Stored data entries:
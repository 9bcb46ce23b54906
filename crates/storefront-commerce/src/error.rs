//! Commerce error types.

use storefront_cache::CacheError;
use thiserror::Error;

/// Errors that can occur in storefront operations.
#[derive(Error, Debug)]
pub enum CommerceError {
    /// Product not found in the catalog.
    #[error("Product not found: {0}")]
    ProductNotFound(String),

    /// Invalid quantity.
    #[error("Invalid quantity: {0}")]
    InvalidQuantity(i64),

    /// Invalid price on a line item or product.
    #[error("Invalid price for {id}: {price}")]
    InvalidPrice { id: String, price: String },

    /// The same product appears twice in a cart snapshot.
    #[error("Duplicate line item: {0}")]
    DuplicateItem(String),

    /// Arithmetic overflow.
    #[error("Arithmetic overflow in cart calculation")]
    Overflow,

    /// A filter parameter could not be parsed.
    #[error("Invalid filter: {0}")]
    InvalidFilter(String),

    /// Stored data could not be decoded.
    #[error("Deserialization error: {0}")]
    Deserialization(String),

    /// The local store failed.
    #[error("Storage error: {0}")]
    Storage(String),

    /// The catalog service failed.
    #[error("Catalog error: {0}")]
    Catalog(String),
}

impl From<CacheError> for CommerceError {
    fn from(e: CacheError) -> Self {
        match e {
            CacheError::SerializeError(e) => CommerceError::Deserialization(e.to_string()),
            other => CommerceError::Storage(other.to_string()),
        }
    }
}

impl From<serde_json::Error> for CommerceError {
    fn from(e: serde_json::Error) -> Self {
        CommerceError::Deserialization(e.to_string())
    }
}
//! Spin key-value backend for `wasm32` builds.

use crate::{CacheError, KeyValueStore};

/// A [`KeyValueStore`] backed by Spin's Key-Value Store.
pub struct SpinStore {
    store: spin_sdk::key_value::Store,
}

impl SpinStore {
    /// Open the default Key-Value store.
    pub fn open_default() -> Result<Self, CacheError> {
        let store = spin_sdk::key_value::Store::open_default()
            .map_err(|e| CacheError::OpenError(e.to_string()))?;
        Ok(Self { store })
    }

    /// Open a named Key-Value store.
    pub fn open(name: &str) -> Result<Self, CacheError> {
        let store = spin_sdk::key_value::Store::open(name)
            .map_err(|e| CacheError::OpenError(e.to_string()))?;
        Ok(Self { store })
    }
}

impl KeyValueStore for SpinStore {
    fn get(&self, key: &str) -> Result<Option<String>, CacheError> {
        match self.store.get(key) {
            Ok(Some(bytes)) => String::from_utf8(bytes)
                .map(Some)
                .map_err(|e| CacheError::StoreError(e.to_string())),
            Ok(None) => Ok(None),
            Err(e) => Err(CacheError::StoreError(e.to_string())),
        }
    }

    fn set(&self, key: &str, value: &str) -> Result<(), CacheError> {
        self.store
            .set(key, value.as_bytes())
            .map_err(|e| CacheError::StoreError(e.to_string()))
    }

    fn delete(&self, key: &str) -> Result<(), CacheError> {
        self.store
            .delete(key)
            .map_err(|e| CacheError::StoreError(e.to_string()))
    }

    fn exists(&self, key: &str) -> Result<bool, CacheError> {
        self.store
            .exists(key)
            .map_err(|e| CacheError::StoreError(e.to_string()))
    }

    fn keys(&self) -> Result<Vec<String>, CacheError> {
        self.store
            .get_keys()
            .map_err(|e| CacheError::StoreError(e.to_string()))
    }
}
//! Configuration management commands.

use std::fs;

use anyhow::{bail, Context as _, Result};

use super::{ConfigArgs, ConfigCommand};
use crate::config::generate_default_config;
use crate::context::Context;

/// Run the config command.
pub fn run(args: ConfigArgs, ctx: &Context) -> Result<()> {
    match args.command {
        ConfigCommand::Show => show_config(ctx),
        ConfigCommand::Init { force } => init_config(force, ctx),
    }
}

fn show_config(ctx: &Context) -> Result<()> {
    if ctx.output.is_json() {
        ctx.output.json(&ctx.config);
        return Ok(());
    }

    ctx.output.header("Current Configuration");
    match &ctx.config_path {
        Some(path) => ctx.output.kv("file", &path.display().to_string()),
        None => ctx.output.info("No config file found, using defaults."),
    }

    let storage = &ctx.config.storage;
    ctx.output.info("[storage]");
    ctx.output.kv(
        "data_file",
        &ctx.resolve_path(&storage.data_file).display().to_string(),
    );
    if let Some(namespace) = &storage.namespace {
        ctx.output.kv("namespace", namespace);
    }
    ctx.output.kv("cart_key", &storage.keys.cart_key);
    ctx.output.kv("wishlist_key", &storage.keys.wishlist_key);
    ctx.output
        .kv("recently_viewed_key", &storage.keys.recently_viewed_key);
    ctx.output.kv(
        "recently_viewed_limit",
        &storage.recently_viewed_limit.to_string(),
    );

    ctx.output.info("[catalog]");
    ctx.output.kv(
        "file",
        ctx.config
            .catalog
            .file
            .as_deref()
            .unwrap_or("(sample catalog)"),
    );
    ctx.output
        .kv("page_size", &ctx.config.catalog.page_size.to_string());

    let pricing = &ctx.config.pricing;
    ctx.output.info("[pricing]");
    ctx.output.kv(
        "free_shipping_threshold",
        &pricing.free_shipping_threshold.to_string(),
    );
    ctx.output
        .kv("flat_shipping", &pricing.flat_shipping.to_string());
    ctx.output
        .kv("tax_rate_percent", &pricing.tax_rate_percent.to_string());

    Ok(())
}

fn init_config(force: bool, ctx: &Context) -> Result<()> {
    let config_path = ctx.cwd.join("storefront.toml");

    if config_path.exists() && !force {
        bail!(
            "Config file already exists: {}. Use --force to overwrite.",
            config_path.display()
        );
    }

    fs::write(&config_path, generate_default_config())
        .with_context(|| format!("Failed to write config file: {}", config_path.display()))?;

    ctx.output
        .success(&format!("Created: {}", config_path.display()));

    Ok(())
}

**DIRECTIONS FOR THIS TASK:** Set down the records again, exactly.

**OUTPUT:**
repository 9bcb46ce23b54906
filename crates/storefront-commerce/src/error.rs
//! Commerce error types.

use storefront_cache::CacheError;
use thiserror::Error;

/// Errors that can occur in storefront operations.
#[derive(Error, Debug)]
pub enum CommerceError {
    /// Product not found in the catalog.
    #[error("Product not found: {0}")]
    ProductNotFound(String),

    /// Invalid quantity.
    #[error("Invalid quantity: {0}")]
    InvalidQuantity(i64),

    /// Invalid price on a line item or product.
    #[error("Invalid price for {id}: {price}")]
    InvalidPrice { id: String, price: String },

    /// The same product appears twice in a cart snapshot.
    #[error("Duplicate line item: {0}")]
    DuplicateItem(String),

    /// Arithmetic overflow.
    #[error("Arithmetic overflow in cart calculation")]
    Overflow,

    /// A filter parameter could not be parsed.
    #[error("Invalid filter: {0}")]
    InvalidFilter(String),

    /// Stored data could not be decoded.
    #[error("Deserialization error: {0}")]
    Deserialization(String),

    /// The local store failed.
    #[error("Storage error: {0}")]
    Storage(String),

    /// The catalog service failed.
    #[error("Catalog error: {0}")]
    Catalog(String),
}

impl From<CacheError> for CommerceError {
    fn from(e: CacheError) -> Self {
        match e {
            CacheError::SerializeError(e) => CommerceError::Deserialization(e.to_string()),
            other => CommerceError::Storage(other.to_string()),
        }
    }
}

impl From<serde_json::Error> for CommerceError {
    fn from(e: serde_json::Error) -> Self {
        CommerceError::Deserialization(e.to_string())
    }
}
//! Spin key-value backend for `wasm32` builds.

use crate::{CacheError, KeyValueStore};

/// A [`KeyValueStore`] backed by Spin's Key-Value Store.
pub struct SpinStore {
    store: spin_sdk::key_value::Store,
}

impl SpinStore {
    /// Open the default Key-Value store.
    pub fn open_default() -> Result<Self, CacheError> {
        let store = spin_sdk::key_value::Store::open_default()
            .map_err(|e| CacheError::OpenError(e.to_string()))?;
        Ok(Self { store })
    }

    /// Open a named Key-Value store.
    pub fn open(name: &str) -> Result<Self, CacheError> {
        let store = spin_sdk::key_value::Store::open(name)
            .map_err(|e| CacheError::OpenError(e.to_string()))?;
        Ok(Self { store })
    }
}

impl KeyValueStore for SpinStore {
    fn get(&self, key: &str) -> Result<Option<String>, CacheError> {
        match self.store.get(key) {
            Ok(Some(bytes)) => String::from_utf8(bytes)
                .map(Some)
                .map_err(|e| CacheError::StoreError(e.to_string())),
            Ok(None) => Ok(None),
            Err(e) => Err(CacheError::StoreError(e.to_string())),
        }
    }

    fn set(&self, key: &str, value: &str) -> Result<(), CacheError> {
        self.store
            .set(key, value.as_bytes())
            .map_err(|e| CacheError::StoreError(e.to_string()))
    }

    fn delete(&self, key: &str) -> Result<(), CacheError> {
        self.store
            .delete(key)
            .map_err(|e| CacheError::StoreError(e.to_string()))
    }

    fn exists(&self, key: &str) -> Result<bool, CacheError> {
        self.store
            .exists(key)
            .map_err(|e| CacheError::StoreError(e.to_string()))
    }

    fn keys(&self) -> Result<Vec<String>, CacheError> {
        self.store
            .get_keys()
            .map_err(|e| CacheError::StoreError(e.to_string()))
    }
}
//! Configuration management commands.

use std::fs;

use anyhow::{bail, Context as _, Result};

use super::{ConfigArgs, ConfigCommand};
use crate::config::generate_default_config;
use crate::context::Context;

/// Run the config command.
pub fn run(args: ConfigArgs, ctx: &Context) -> Result<()> {
    match args.command {
        ConfigCommand::Show => show_config(ctx),
        ConfigCommand::Init { force } => init_config(force, ctx),
    }
}

fn show_config(ctx: &Context) -> Result<()> {
    if ctx.output.is_json() {
        ctx.output.json(&ctx.config);
        return Ok(());
    }

    ctx.output.header("Current Configuration");
    match &ctx.config_path {
        Some(path) => ctx.output.kv("file", &path.display().to_string()),
        None => ctx.output.info("No config file found, using defaults."),
    }

    let storage = &ctx.config.storage;
    ctx.output.info("[storage]");
    ctx.output.kv(
        "data_file",
        &ctx.resolve_path(&storage.data_file).display().to_string(),
    );
    if let Some(namespace) = &storage.namespace {
        ctx.output.kv("namespace", namespace);
    }
    ctx.output.kv("cart_key", &storage.keys.cart_key);
    ctx.output.kv("wishlist_key", &storage.keys.wishlist_key);
    ctx.output
        .kv("recently_viewed_key", &storage.keys.recently_viewed_key);
    ctx.output.kv(
        "recently_viewed_limit",
        &storage.recently_viewed_limit.to_string(),
    );

    ctx.output.info("[catalog]");
    ctx.output.kv(
        "file",
        ctx.config
            .catalog
            .file
            .as_deref()
            .unwrap_or("(sample catalog)"),
    );
    ctx.output
        .kv("page_size", &ctx.config.catalog.page_size.to_string());

    let pricing = &ctx.config.pricing;
    ctx.output.info("[pricing]");
    ctx.output.kv(
        "free_shipping_threshold",
        &pricing.free_shipping_threshold.to_string(),
    );
    ctx.output
        .kv("flat_shipping", &pricing.flat_shipping.to_string());
    ctx.output
        .kv("tax_rate_percent", &pricing.tax_rate_percent.to_string());

    Ok(())
}

fn init_config(force: bool, ctx: &Context) -> Result<()> {
    let config_path = ctx.cwd.join("storefront.toml");

    if config_path.exists() && !force {
        bail!(
            "Config file already exists: {}. Use --force to overwrite.",
            config_path.display()
        );
    }

    fs::write(&config_path, generate_default_config())
        .with_context(|| format!("Failed to write config file: {}", config_path.display()))?;

    ctx.output
        .success(&format!("Created: {}", config_path.display()));

    Ok(())
}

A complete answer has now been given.